How will we survive this? With cash now scarce, those with the lowest costs stand the best chance to survive.

COVID = Digital

6 weeks ago I ordered a set of black out curtains from Amazon for my home office because the window lighting was really bad for my video conferences. I would normally have gone to the mall, but they’re closed.

I applied for and received one of those stimulus loans from the government. Normally I would have had to pay a visit to the bank or government office, but banks and government offices now limit access.

My in-person training course can handle 30 people at a time, but with the pandemic there’s no gatherings. My on-line training course now has 600+ students from around the world, paying with 30 different currencies.

COVID-driven digital has radically transformed my work world, in just 8 weeks.

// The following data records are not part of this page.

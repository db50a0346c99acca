//! Package path globs.
//!
//! `*` stays within one path segment, `**` crosses segments.

use globset::{GlobBuilder, GlobMatcher};

use crate::error::{Error, Result};

/// Compile a path glob with `/` as separator.
///
/// # Errors
///
/// Returns `Error::SelectorCompile` for malformed patterns.
pub fn compile_glob(pattern: &str) -> Result<GlobMatcher> {
    GlobBuilder::new(pattern)
        .literal_separator(true)
        .build()
        .map(|g| g.compile_matcher())
        .map_err(|e| Error::selector(pattern, e))
}
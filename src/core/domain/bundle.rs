//! Bundle data model.
//!
//! A two-level tree: a [`Bundle`] owns [`Package`]s, each package owns an
//! optional [`SecretChain`], and each chain owns its [`KV`] entries. The
//! types are plain structures; patching and encryption mutate them in place.

use serde::{Deserialize, Serialize};
use serde_with::{serde_as, Bytes};
use zeroize::Zeroize;

use crate::core::packer;
use crate::core::types::{Annotations, Labels, MerkleRoot, PackageName, PackedValue, SecretKey};
use crate::error::{Error, Result};

/// Types carrying a label set.
pub trait HasLabels {
    fn labels(&self) -> &Labels;
    fn labels_mut(&mut self) -> &mut Labels;
}

/// Types carrying an annotation set.
pub trait HasAnnotations {
    fn annotations(&self) -> &Annotations;
    fn annotations_mut(&mut self) -> &mut Annotations;
}

macro_rules! impl_metadata {
    ($($ty:ty),+) => {
        $(
            impl HasLabels for $ty {
                fn labels(&self) -> &Labels {
                    &self.labels
                }
                fn labels_mut(&mut self) -> &mut Labels {
                    &mut self.labels
                }
            }

            impl HasAnnotations for $ty {
                fn annotations(&self) -> &Annotations {
                    &self.annotations
                }
                fn annotations_mut(&mut self) -> &mut Annotations {
                    &mut self.annotations
                }
            }
        )+
    };
}

impl_metadata!(Bundle, Package, SecretChain);

/// Root aggregate.
#[serde_as]
#[derive(Debug, Clone, Default, PartialEq, Eq, Serialize, Deserialize)]
#[serde(rename_all = "camelCase")]
pub struct Bundle {
    #[serde(default)]
    pub version: u32,
    #[serde(default)]
    pub labels: Labels,
    #[serde(default)]
    pub annotations: Annotations,
    #[serde(default)]
    pub packages: Vec<Package>,
    #[serde_as(as = "Bytes")]
    #[serde(default)]
    pub merkle_tree_root: MerkleRoot,
    /// Opaque reference to the generation spec; never interpreted here.
    #[serde_as(as = "Option<Bytes>")]
    pub template: Option<Vec<u8>>,
}

impl Bundle {
    /// Empty bundle at the current format version.
    pub fn new() -> Self {
        Self {
            version: crate::core::constants::BUNDLE_FORMAT_VERSION,
            ..Self::default()
        }
    }

    /// Stable-sort packages by name.
    pub fn sort_packages(&mut self) {
        self.packages.sort_by(|a, b| a.name.cmp(&b.name));
    }

    /// Case-insensitive package lookup.
    pub fn package(&self, name: &str) -> Option<&Package> {
        self.packages
            .iter()
            .find(|p| p.name.eq_ignore_ascii_case(name))
    }

    /// Case-insensitive mutable package lookup.
    pub fn package_mut(&mut self, name: &str) -> Option<&mut Package> {
        self.packages
            .iter_mut()
            .find(|p| p.name.eq_ignore_ascii_case(name))
    }

    /// Exact-name lookup, creating an empty unlocked package when absent.
    pub fn package_or_insert(&mut self, name: &str) -> &mut Package {
        let index = match self.packages.iter().position(|p| p.name == name) {
            Some(index) => index,
            None => {
                self.packages.push(Package::new(name));
                self.packages.len() - 1
            }
        };
        &mut self.packages[index]
    }

    /// Check that package names are non-empty and unique.
    ///
    /// # Errors
    ///
    /// Returns `Error::Validation` naming the first offending package.
    pub fn ensure_unique_names(&self) -> Result<()> {
        let mut seen = std::collections::HashSet::new();
        for package in &self.packages {
            if package.name.is_empty() {
                return Err(Error::Validation("package name must not be empty".into()));
            }
            if !seen.insert(package.name.as_str()) {
                return Err(Error::Validation(format!(
                    "duplicate package name '{}'",
                    package.name
                )));
            }
        }
        Ok(())
    }

    /// Whether any package holds a locked chain.
    pub fn has_locked_packages(&self) -> bool {
        self.packages.iter().any(Package::is_locked)
    }
}

/// A named, path-addressed group of secrets.
#[derive(Debug, Clone, Default, PartialEq, Eq, Serialize, Deserialize)]
#[serde(rename_all = "camelCase")]
pub struct Package {
    pub name: PackageName,
    #[serde(default)]
    pub labels: Labels,
    #[serde(default)]
    pub annotations: Annotations,
    #[serde(default)]
    pub secrets: Option<SecretChain>,
}

impl Package {
    /// Empty package with an unlocked, empty chain.
    pub fn new(name: impl Into<PackageName>) -> Self {
        Self {
            name: name.into(),
            secrets: Some(SecretChain::default()),
            ..Self::default()
        }
    }

    /// Whether the package chain is encrypted.
    pub fn is_locked(&self) -> bool {
        self.secrets.as_ref().is_some_and(SecretChain::is_locked)
    }

    /// Unlocked KV entries; empty when the chain is absent or locked.
    pub fn kvs(&self) -> &[KV] {
        self.secrets.as_ref().map_or(&[], |s| s.data.as_slice())
    }

    /// Case-insensitive KV lookup.
    pub fn secret(&self, key: &str) -> Option<&KV> {
        self.secrets.as_ref().and_then(|s| s.get(key))
    }

    /// Mutable chain, created empty when absent.
    pub fn chain_mut(&mut self) -> &mut SecretChain {
        self.secrets.get_or_insert_with(SecretChain::default)
    }
}

/// Versioned, possibly encrypted container of KV entries.
#[serde_as]
#[derive(Debug, Clone, Default, PartialEq, Eq, Serialize, Deserialize)]
#[serde(rename_all = "camelCase")]
pub struct SecretChain {
    #[serde(default)]
    pub version: u32,
    #[serde(default)]
    pub labels: Labels,
    #[serde(default)]
    pub annotations: Annotations,
    #[serde(default)]
    pub data: Vec<KV>,
    #[serde_as(as = "Option<Bytes>")]
    pub locked: Option<Vec<u8>>,
    #[serde(default)]
    pub previous_version: Option<u32>,
    #[serde(default)]
    pub next_version: Option<u32>,
}

impl SecretChain {
    /// Whether the chain holds ciphertext instead of KV entries.
    pub fn is_locked(&self) -> bool {
        self.locked.is_some()
    }

    /// Case-insensitive KV lookup.
    pub fn get(&self, key: &str) -> Option<&KV> {
        self.data.iter().find(|kv| kv.key.eq_ignore_ascii_case(key))
    }

    /// Case-insensitive mutable KV lookup.
    pub fn get_mut(&mut self, key: &str) -> Option<&mut KV> {
        self.data.iter_mut().find(|kv| kv.key.eq_ignore_ascii_case(key))
    }

    /// Whether a key is present (case-insensitive).
    pub fn contains_key(&self, key: &str) -> bool {
        self.get(key).is_some()
    }

    /// Remove a key (case-insensitive). Returns whether something was removed.
    pub fn remove(&mut self, key: &str) -> bool {
        let before = self.data.len();
        self.data.retain(|kv| !kv.key.eq_ignore_ascii_case(key));
        before != self.data.len()
    }

    /// Overwrite and drop the ciphertext, if any.
    pub fn wipe_locked(&mut self) {
        if let Some(mut locked) = self.locked.take() {
            locked.zeroize();
        }
    }
}

/// A single secret: key, type tag and packed value.
///
/// The packed value is overwritten when the entry is dropped.
#[serde_as]
#[derive(Clone, PartialEq, Eq, Serialize, Deserialize)]
pub struct KV {
    pub key: SecretKey,
    #[serde(rename = "type", default)]
    pub kind: String,
    #[serde_as(as = "Bytes")]
    pub value: PackedValue,
}

impl KV {
    /// Pack `value` and tag it with its kind.
    ///
    /// # Errors
    ///
    /// Returns `Error::Pack` if the value cannot be encoded.
    pub fn new<T: Serialize + ?Sized>(key: impl Into<SecretKey>, value: &T) -> Result<Self> {
        let packed = packer::pack(value)?;
        let kind = packer::type_tag_of(&packed)?;
        Ok(Self {
            key: key.into(),
            kind,
            value: packed,
        })
    }

    /// Pack a dynamic value, keeping its exact kind.
    pub fn from_value(key: impl Into<SecretKey>, value: &packer::Value) -> Result<Self> {
        Ok(Self {
            key: key.into(),
            kind: packer::type_tag(value).to_string(),
            value: packer::pack_value(value)?,
        })
    }

    /// Pack a JSON value, preserving its natural kind.
    pub fn from_json(key: impl Into<SecretKey>, value: &serde_json::Value) -> Result<Self> {
        Self::from_value(key, &packer::json_to_value(value))
    }

    /// Pack a JSON value as the kind named by `kind`.
    ///
    /// Restores the kinds JSON flattens (`bytes`, `float32`, `float64`);
    /// see [`packer::json_to_tagged`].
    pub fn from_tagged_json(
        key: impl Into<SecretKey>,
        kind: &str,
        value: &serde_json::Value,
    ) -> Result<Self> {
        Self::from_value(key, &packer::json_to_tagged(value, kind)?)
    }

    /// Unpack into the natural JSON representation.
    pub fn to_json(&self) -> Result<serde_json::Value> {
        packer::unpack_json(&self.value)
    }

    /// Textual rendering: strings as-is, everything else as JSON.
    pub fn to_text(&self) -> Result<String> {
        Ok(match self.to_json()? {
            serde_json::Value::String(s) => s,
            other => other.to_string(),
        })
    }
}

impl std::fmt::Debug for KV {
    fn fmt(&self, f: &mut std::fmt::Formatter<'_>) -> std::fmt::Result {
        f.debug_struct("KV")
            .field("key", &self.key)
            .field("type", &self.kind)
            .field("value", &format_args!("<{} bytes>", self.value.len()))
            .finish()
    }
}

impl Drop for KV {
    fn drop(&mut self) {
        self.value.zeroize();
    }
}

Last week I spoke with Jim, the CEO of a publicly traded company. His business supplies the upstream industry with drilling equipment. They started 2 years ago to transform the product line to incorporate digital innovations, such as remote monitoring, and remote control. Now, his customers are demanding products that operate independently without forcing people to travel for work, or work in very close proximity to others.

You might think this is all about Zoom, but Jim sees rising levels of interest in:

  • robots,
  • remote monitoring,
  • automation of all kinds,
  • collaboration tools like slack,
  • on-line shopping,
  • on-line entertainment,
  • virtual classrooms,
  • on-line food delivery,
  • on-line banking,
  • on-line government services,
  • even in-country manufacturing of printable parts.

Conclusions

It’s become clear that the adoption of new ways of working enabled by digital tools is a critical pathway to lower cost.

Moreover, it turns out that digital innovations are THE key solution to solving the problems of the pandemic AND the cost challenges of the industry. And they’ve been in front of us for a couple of years now.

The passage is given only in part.